*** Opening Data for the task ***
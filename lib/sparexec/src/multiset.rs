use crate::binding::{Binding, SolutionIter};
use crate::context::EvaluationContext;
use crate::error::QueryEvaluationError;
use crate::expression::Expression;
use crate::join::{BindingSource, JoinEnumerable, JoinStrategy, exists_filter};
use oxrdf::Variable;
use std::collections::BTreeSet;
use std::fmt;
use std::rc::Rc;
use std::sync::Arc;

/// A bag of bindings with the set of variables that may occur in them.
///
/// [`Multiset::Identity`] (a single empty binding) is the neutral element of joins and [`Multiset::Null`]
/// (no binding) their absorbing element. An empty bag is always represented by [`Multiset::Null`].
///
/// Multisets are never mutated once built: operators return new multisets.
#[derive(Clone, Default)]
pub enum Multiset {
    /// A single empty binding
    Identity,
    /// No binding
    #[default]
    Null,
    Bindings {
        variables: BTreeSet<Variable>,
        bindings: Arc<[Binding]>,
    },
}

impl Multiset {
    /// Builds a multiset from bindings, computing its variable set from them.
    pub fn new(bindings: impl IntoIterator<Item = Binding>) -> Self {
        Self::with_variables(BTreeSet::new(), bindings)
    }

    /// Builds a multiset from bindings and a set of variables that may not all occur in the bindings.
    pub fn with_variables(
        variables: impl IntoIterator<Item = Variable>,
        bindings: impl IntoIterator<Item = Binding>,
    ) -> Self {
        let bindings = bindings.into_iter().collect::<Arc<[_]>>();
        if bindings.is_empty() {
            return Self::Null;
        }
        let mut variables = variables.into_iter().collect::<BTreeSet<_>>();
        for binding in bindings.iter() {
            variables.extend(binding.variables().cloned());
        }
        Self::Bindings {
            variables,
            bindings,
        }
    }

    pub fn len(&self) -> usize {
        match self {
            Self::Identity => 1,
            Self::Null => 0,
            Self::Bindings { bindings, .. } => bindings.len(),
        }
    }

    pub fn is_empty(&self) -> bool {
        matches!(self, Self::Null)
    }

    pub fn is_identity(&self) -> bool {
        matches!(self, Self::Identity)
    }

    pub fn variables(&self) -> impl Iterator<Item = &Variable> {
        match self {
            Self::Identity | Self::Null => None,
            Self::Bindings { variables, .. } => Some(variables.iter()),
        }
        .into_iter()
        .flatten()
    }

    /// The bindings of the bag, [`Multiset::Identity`] yielding one empty binding.
    pub fn iter(&self) -> impl Iterator<Item = Binding> + '_ {
        let (bindings, identity): (&[Binding], bool) = match self {
            Self::Identity => (&[][..], true),
            Self::Null => (&[][..], false),
            Self::Bindings { bindings, .. } => (bindings, false),
        };
        bindings
            .iter()
            .cloned()
            .chain(identity.then(Binding::default))
    }

    /// The variables of both multisets.
    pub fn join_variables(&self, other: &Self) -> Vec<Variable> {
        match (self, other) {
            (
                Self::Bindings { variables: a, .. },
                Self::Bindings { variables: b, .. },
            ) => a.intersection(b).cloned().collect(),
            _ => Vec::new(),
        }
    }

    fn source<'a>(&self) -> BindingSource<'a> {
        let bindings = self.to_bindings();
        Rc::new(move |_: &EvaluationContext<'a>| -> SolutionIter<'a> {
            let bindings = Arc::clone(&bindings);
            Box::new((0..bindings.len()).map(move |i| Ok(bindings[i].clone())))
        })
    }

    fn to_bindings(&self) -> Arc<[Binding]> {
        match self {
            Self::Identity => vec![Binding::default()].into(),
            Self::Null => Vec::new().into(),
            Self::Bindings { bindings, .. } => Arc::clone(bindings),
        }
    }

    fn all_variables(&self, other: &Self) -> BTreeSet<Variable> {
        self.variables().chain(other.variables()).cloned().collect()
    }

    /// `Join(self, other)` with a strategy picked from the data.
    pub fn join(
        &self,
        other: &Self,
        context: &EvaluationContext<'_>,
    ) -> Result<Self, QueryEvaluationError> {
        self.join_with(other, None, context)
    }

    /// `Join(self, other)`, optionally forcing the strategy.
    ///
    /// Hash strategies build their table on the smaller side.
    pub fn join_with(
        &self,
        other: &Self,
        strategy: Option<JoinStrategy>,
        context: &EvaluationContext<'_>,
    ) -> Result<Self, QueryEvaluationError> {
        match (self, other) {
            (Self::Null, _) | (_, Self::Null) => return Ok(Self::Null),
            (Self::Identity, _) => return Ok(other.clone()),
            (_, Self::Identity) => return Ok(self.clone()),
            _ => (),
        }
        let (probe, build) = if other.len() <= self.len() {
            (self, other)
        } else {
            (other, self)
        };
        let mut join = JoinEnumerable::new(probe.source(), build.source(), self.join_variables(other));
        if let Some(strategy) = strategy {
            join = join.with_strategy(strategy);
        }
        Ok(Self::with_variables(
            self.all_variables(other),
            join.iter(context).collect::<Result<Vec<_>, _>>()?,
        ))
    }

    /// `LeftJoin(self, other, filter)`.
    ///
    /// Variables of `other` that get no value in a left binding without partner are explicitly unbound.
    pub fn left_join(
        &self,
        other: &Self,
        filter: Option<&Expression>,
        context: &EvaluationContext<'_>,
    ) -> Result<Self, QueryEvaluationError> {
        self.left_join_with(other, filter, None, context)
    }

    pub fn left_join_with(
        &self,
        other: &Self,
        filter: Option<&Expression>,
        strategy: Option<JoinStrategy>,
        context: &EvaluationContext<'_>,
    ) -> Result<Self, QueryEvaluationError> {
        let right_variables = other.variables().cloned().collect::<Vec<_>>();
        self.left_join_unbinding(other, &right_variables, filter, strategy, context)
    }

    /// `LeftJoin(self, other, filter)` explicitly unbinding `right_variables` in the left bindings without partner.
    ///
    /// [`Multiset::Null`] carries no variable, so the variables of an empty right side have to be given here.
    pub(crate) fn left_join_unbinding(
        &self,
        other: &Self,
        right_variables: &[Variable],
        filter: Option<&Expression>,
        strategy: Option<JoinStrategy>,
        context: &EvaluationContext<'_>,
    ) -> Result<Self, QueryEvaluationError> {
        if self.is_empty() {
            return Ok(Self::Null);
        }
        let variables = self
            .variables()
            .chain(other.variables())
            .chain(right_variables)
            .cloned()
            .collect::<BTreeSet<_>>();
        if other.is_empty() {
            return Ok(Self::with_variables(
                variables,
                self.iter().map(|binding| {
                    right_variables.iter().fold(binding, |binding, variable| {
                        if binding.contains(variable) {
                            binding
                        } else {
                            binding.with_unbound(variable.clone())
                        }
                    })
                }),
            ));
        }
        let mut join = JoinEnumerable::new(self.source(), other.source(), self.join_variables(other))
            .left_outer(filter.cloned(), right_variables.to_vec());
        if let Some(strategy) = strategy {
            join = join.with_strategy(strategy);
        }
        Ok(Self::with_variables(
            variables,
            join.iter(context).collect::<Result<Vec<_>, _>>()?,
        ))
    }

    /// `Minus(self, other)`.
    ///
    /// If `other` is empty `self` is returned unchanged, as it is when the two multisets have no variable in common.
    pub fn minus(
        &self,
        other: &Self,
        context: &EvaluationContext<'_>,
    ) -> Result<Self, QueryEvaluationError> {
        self.minus_with(other, None, context)
    }

    pub fn minus_with(
        &self,
        other: &Self,
        strategy: Option<JoinStrategy>,
        context: &EvaluationContext<'_>,
    ) -> Result<Self, QueryEvaluationError> {
        if self.is_empty() {
            return Ok(Self::Null);
        }
        let join_variables = self.join_variables(other);
        if other.is_empty() || other.is_identity() || join_variables.is_empty() {
            return Ok(self.clone());
        }
        let mut join =
            JoinEnumerable::new(self.source(), other.source(), join_variables).minus();
        if let Some(strategy) = strategy {
            join = join.with_strategy(strategy.non_existence());
        }
        Ok(Self::with_variables(
            self.variables().cloned(),
            join.iter(context).collect::<Result<Vec<_>, _>>()?,
        ))
    }

    /// `FILTER EXISTS` (`must_exist = true`) or `FILTER NOT EXISTS` (`must_exist = false`) against `other`.
    ///
    /// Unlike [`minus`](Self::minus), a non-empty `other` without common variables is compatible with
    /// everything: `EXISTS` keeps all of `self` and `NOT EXISTS` removes all of it.
    pub fn exists_join(&self, other: &Self, must_exist: bool) -> Self {
        if self.is_empty() || other.is_identity() {
            return self.clone();
        }
        if other.is_empty() {
            return if must_exist {
                Self::Null
            } else {
                self.clone()
            };
        }
        let bindings = exists_filter(
            &self.to_bindings(),
            other.to_bindings().to_vec(),
            self.join_variables(other).into(),
            must_exist,
        );
        Self::with_variables(self.variables().cloned(), bindings)
    }

    /// The concatenation of both bags.
    #[must_use]
    pub fn union(&self, other: &Self) -> Self {
        if self.is_empty() {
            return other.clone();
        }
        if other.is_empty() {
            return self.clone();
        }
        Self::with_variables(
            self.all_variables(other),
            self.to_bindings()
                .iter()
                .chain(other.to_bindings().iter())
                .cloned()
                .collect::<Vec<_>>(),
        )
    }

    /// The cartesian product of both bags, meant for bags without common variables.
    pub fn product(
        &self,
        other: &Self,
        context: &EvaluationContext<'_>,
    ) -> Result<Self, QueryEvaluationError> {
        self.join_with(other, Some(JoinStrategy::CrossProduct), context)
    }

    /// The bindings for which the expression has the effective boolean value `true`.
    ///
    /// Bindings raising an evaluation error are removed.
    pub fn filter(
        &self,
        expression: &Expression,
        context: &EvaluationContext<'_>,
    ) -> Result<Self, QueryEvaluationError> {
        let evaluator = context.expression_evaluator();
        let mut output = Vec::new();
        for binding in self.to_bindings().iter() {
            context.check()?;
            if evaluator
                .evaluate_effective_boolean_value(expression, binding, context)
                .unwrap_or(false)
            {
                output.push(binding.clone());
            }
        }
        Ok(Self::with_variables(self.variables().cloned(), output))
    }
}

impl FromIterator<Binding> for Multiset {
    fn from_iter<I: IntoIterator<Item = Binding>>(iter: I) -> Self {
        Self::new(iter)
    }
}

impl fmt::Debug for Multiset {
    fn fmt(&self, f: &mut fmt::Formatter<'_>) -> fmt::Result {
        match self {
            Self::Identity => f.write_str("Identity"),
            Self::Null => f.write_str("Null"),
            Self::Bindings { bindings, .. } => f.debug_list().entries(bindings.iter()).finish(),
        }
    }
}

impl PartialEq for Multiset {
    /// Bag equality, ignoring the binding order.
    fn eq(&self, other: &Self) -> bool {
        if self.len() != other.len() {
            return false;
        }
        let mut a = self.to_bindings().to_vec();
        let mut b = other.to_bindings().to_vec();
        a.sort_by_cached_key(ToString::to_string);
        b.sort_by_cached_key(ToString::to_string);
        a == b
    }
}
*** Closing Data for the task ***
__Brief__
What is needed is every line of the records that contains the word "matches".

__Answer to the problem__
        matches!(self, Self::Null)
        matches!(self, Self::Identity)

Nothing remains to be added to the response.